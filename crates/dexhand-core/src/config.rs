//! Configuration loading and typed config structures for the simulator.
//!
//! The canonical configuration lives in `dexhand.yaml` at the project
//! root. This module defines strongly-typed structs mirroring the YAML
//! structure and a loader that reads and validates the file. Every
//! field has a default, so a missing file yields a fully usable
//! configuration; an unparseable file is fatal.

use std::path::{Path, PathBuf};
use std::time::Duration;

use serde::Deserialize;

use crate::model::{ModelPaths, ModelSourceKind};

/// Errors that can occur when loading configuration.
#[derive(Debug, thiserror::Error)]
pub enum ConfigError {
    /// Failed to read the configuration file from disk.
    #[error("failed to read config file: {source}")]
    Io {
        /// The underlying I/O error.
        #[from]
        source: std::io::Error,
    },

    /// Failed to parse YAML content.
    #[error("failed to parse config YAML: {source}")]
    Yaml {
        /// The underlying YAML parse error.
        source: serde_yml::Error,
    },
}

impl From<serde_yml::Error> for ConfigError {
    fn from(source: serde_yml::Error) -> Self {
        Self::Yaml { source }
    }
}

/// Top-level simulator configuration.
#[derive(Debug, Clone, Default, PartialEq, Deserialize)]
pub struct SimConfig {
    /// HTTP server settings.
    #[serde(default)]
    pub server: ServerSection,

    /// Model source selection and file locations.
    #[serde(default)]
    pub model: ModelSection,

    /// Simulation timing parameters.
    #[serde(default)]
    pub simulation: SimulationSection,

    /// Configuration file locations.
    #[serde(default)]
    pub paths: PathsSection,

    /// Logging configuration.
    #[serde(default)]
    pub logging: LoggingSection,
}

impl SimConfig {
    /// Load configuration from a YAML file at the given path.
    ///
    /// The `DEXHAND_PORT` environment variable overrides
    /// `server.port`, so deployments can remap the port without
    /// touching the file.
    ///
    /// # Errors
    ///
    /// Returns [`ConfigError::Io`] if the file cannot be read, or
    /// [`ConfigError::Yaml`] if the content is not valid YAML.
    pub fn from_file(path: &Path) -> Result<Self, ConfigError> {
        let contents = std::fs::read_to_string(path)?;
        let mut config: Self = serde_yml::from_str(&contents)?;
        config.server.apply_env_overrides();
        Ok(config)
    }

    /// Parse configuration from a YAML string.
    ///
    /// # Errors
    ///
    /// Returns [`ConfigError::Yaml`] if the string is not valid YAML.
    pub fn parse(yaml: &str) -> Result<Self, ConfigError> {
        let mut config: Self = serde_yml::from_str(yaml)?;
        config.server.apply_env_overrides();
        Ok(config)
    }
}

/// HTTP server configuration.
#[derive(Debug, Clone, PartialEq, Eq, Deserialize)]
pub struct ServerSection {
    /// The host address to bind to.
    #[serde(default = "default_host")]
    pub host: String,

    /// The TCP port to listen on.
    #[serde(default = "default_port")]
    pub port: u16,
}

impl ServerSection {
    /// Override server fields with environment variables when set.
    pub fn apply_env_overrides(&mut self) {
        if let Some(port) = std::env::var("DEXHAND_PORT")
            .ok()
            .and_then(|raw| raw.parse().ok())
        {
            self.port = port;
        }
    }
}

impl Default for ServerSection {
    fn default() -> Self {
        Self {
            host: default_host(),
            port: default_port(),
        }
    }
}

/// Model source configuration.
#[derive(Debug, Clone, PartialEq, Eq, Deserialize)]
pub struct ModelSection {
    /// Which source the simulation loads at startup.
    #[serde(default)]
    pub source: ModelSourceKind,

    /// Path to the build-from-source template.
    #[serde(default = "default_template_path")]
    pub template_path: PathBuf,

    /// Path to the prebuilt full document.
    #[serde(default = "default_precompiled_path")]
    pub precompiled_path: PathBuf,

    /// Path to the bundled sample document.
    #[serde(default = "default_sample_path")]
    pub sample_path: PathBuf,
}

impl ModelSection {
    /// The three source locations as a [`ModelPaths`] bundle.
    pub fn paths(&self) -> ModelPaths {
        ModelPaths {
            template: self.template_path.clone(),
            precompiled: self.precompiled_path.clone(),
            sample: self.sample_path.clone(),
        }
    }
}

impl Default for ModelSection {
    fn default() -> Self {
        Self {
            source: ModelSourceKind::default(),
            template_path: default_template_path(),
            precompiled_path: default_precompiled_path(),
            sample_path: default_sample_path(),
        }
    }
}

/// Simulation timing configuration.
#[derive(Debug, Clone, PartialEq, Deserialize)]
pub struct SimulationSection {
    /// Physics timestep in seconds.
    #[serde(default = "default_timestep")]
    pub timestep: f64,

    /// State broadcast period in milliseconds.
    #[serde(default = "default_broadcast_interval_ms")]
    pub broadcast_interval_ms: u64,

    /// Motor force used when a command omits one.
    #[serde(default = "default_max_force")]
    pub default_max_force: f64,
}

impl SimulationSection {
    /// The broadcast period as a [`Duration`], floored at 1ms.
    pub const fn broadcast_interval(&self) -> Duration {
        let ms = if self.broadcast_interval_ms == 0 {
            1
        } else {
            self.broadcast_interval_ms
        };
        Duration::from_millis(ms)
    }
}

impl Default for SimulationSection {
    fn default() -> Self {
        Self {
            timestep: default_timestep(),
            broadcast_interval_ms: default_broadcast_interval_ms(),
            default_max_force: default_max_force(),
        }
    }
}

/// Configuration file locations.
#[derive(Debug, Clone, PartialEq, Eq, Deserialize)]
pub struct PathsSection {
    /// The joint-limits YAML file.
    #[serde(default = "default_limits_file")]
    pub limits_file: PathBuf,

    /// The directory of motion definition YAML files.
    #[serde(default = "default_motions_dir")]
    pub motions_dir: PathBuf,
}

impl Default for PathsSection {
    fn default() -> Self {
        Self {
            limits_file: default_limits_file(),
            motions_dir: default_motions_dir(),
        }
    }
}

/// Logging configuration.
#[derive(Debug, Clone, PartialEq, Eq, Deserialize)]
pub struct LoggingSection {
    /// Log level (trace, debug, info, warn, error).
    #[serde(default = "default_log_level")]
    pub level: String,
}

impl Default for LoggingSection {
    fn default() -> Self {
        Self {
            level: default_log_level(),
        }
    }
}

// ---------------------------------------------------------------------------
// Default value functions (serde default requires named functions)
// ---------------------------------------------------------------------------

fn default_host() -> String {
    "0.0.0.0".to_owned()
}

const fn default_port() -> u16 {
    8000
}

fn default_template_path() -> PathBuf {
    PathBuf::from("models/hand.urdf.j2")
}

fn default_precompiled_path() -> PathBuf {
    PathBuf::from("models/hand_precompiled.urdf")
}

fn default_sample_path() -> PathBuf {
    PathBuf::from("models/hand_sample.urdf")
}

const fn default_timestep() -> f64 {
    1.0 / 240.0
}

const fn default_broadcast_interval_ms() -> u64 {
    50
}

const fn default_max_force() -> f64 {
    5.0
}

fn default_limits_file() -> PathBuf {
    PathBuf::from("config/joint_limits.yaml")
}

fn default_motions_dir() -> PathBuf {
    PathBuf::from("config/motions")
}

fn default_log_level() -> String {
    "info".to_owned()
}

#[cfg(test)]
#[allow(clippy::unwrap_used, clippy::float_cmp)]
mod tests {
    use super::*;

    #[test]
    fn default_config_is_valid() {
        let config = SimConfig::default();
        assert_eq!(config.server.port, 8000);
        assert_eq!(config.simulation.broadcast_interval_ms, 50);
        assert_eq!(config.simulation.timestep, 1.0 / 240.0);
        assert_eq!(config.model.source, ModelSourceKind::Sample);
        assert_eq!(
            config.paths.limits_file,
            PathBuf::from("config/joint_limits.yaml")
        );
    }

    #[test]
    fn parse_full_yaml() {
        let yaml = r#"
server:
  host: "127.0.0.1"
  port: 9000

model:
  source: auto
  template_path: "custom/hand.urdf.j2"
  precompiled_path: "custom/hand.urdf"
  sample_path: "custom/sample.urdf"

simulation:
  timestep: 0.01
  broadcast_interval_ms: 100
  default_max_force: 2.5

paths:
  limits_file: "custom/limits.yaml"
  motions_dir: "custom/motions"

logging:
  level: "debug"
"#;
        let config = SimConfig::parse(yaml).unwrap();
        assert_eq!(config.server.host, "127.0.0.1");
        assert_eq!(config.server.port, 9000);
        assert_eq!(config.model.source, ModelSourceKind::Auto);
        assert_eq!(config.simulation.broadcast_interval_ms, 100);
        assert_eq!(config.simulation.default_max_force, 2.5);
        assert_eq!(config.logging.level, "debug");
    }

    #[test]
    fn parse_minimal_yaml() {
        let config = SimConfig::parse("server:\n  port: 7777\n").unwrap();
        assert_eq!(config.server.port, 7777);
        // Everything else uses defaults.
        assert_eq!(config.server.host, "0.0.0.0");
        assert_eq!(config.simulation.broadcast_interval_ms, 50);
    }

    #[test]
    fn parse_empty_yaml() {
        let config = SimConfig::parse("");
        assert!(config.is_ok());
    }

    #[test]
    fn broadcast_interval_floors_at_one_ms() {
        let section = SimulationSection {
            timestep: default_timestep(),
            broadcast_interval_ms: 0,
            default_max_force: default_max_force(),
        };
        assert_eq!(section.broadcast_interval(), Duration::from_millis(1));
    }

    #[test]
    fn model_paths_bundle_matches_section() {
        let section = ModelSection::default();
        let paths = section.paths();
        assert_eq!(paths.template, section.template_path);
        assert_eq!(paths.precompiled, section.precompiled_path);
        assert_eq!(paths.sample, section.sample_path);
    }
}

....

For this task, write out exactly the lines of the entries above, starting at the line with "definition YAML files." and ending at the line with "pub struct LoggingSection", both included, and no others.

EXPECTED ANSWER —
    /// The directory of motion definition YAML files.
    #[serde(default = "default_motions_dir")]
    pub motions_dir: PathBuf,
}

impl Default for PathsSection {
    fn default() -> Self {
        Self {
            limits_file: default_limits_file(),
            motions_dir: default_motions_dir(),
        }
    }
}

/// Logging configuration.
#[derive(Debug, Clone, PartialEq, Eq, Deserialize)]
pub struct LoggingSection {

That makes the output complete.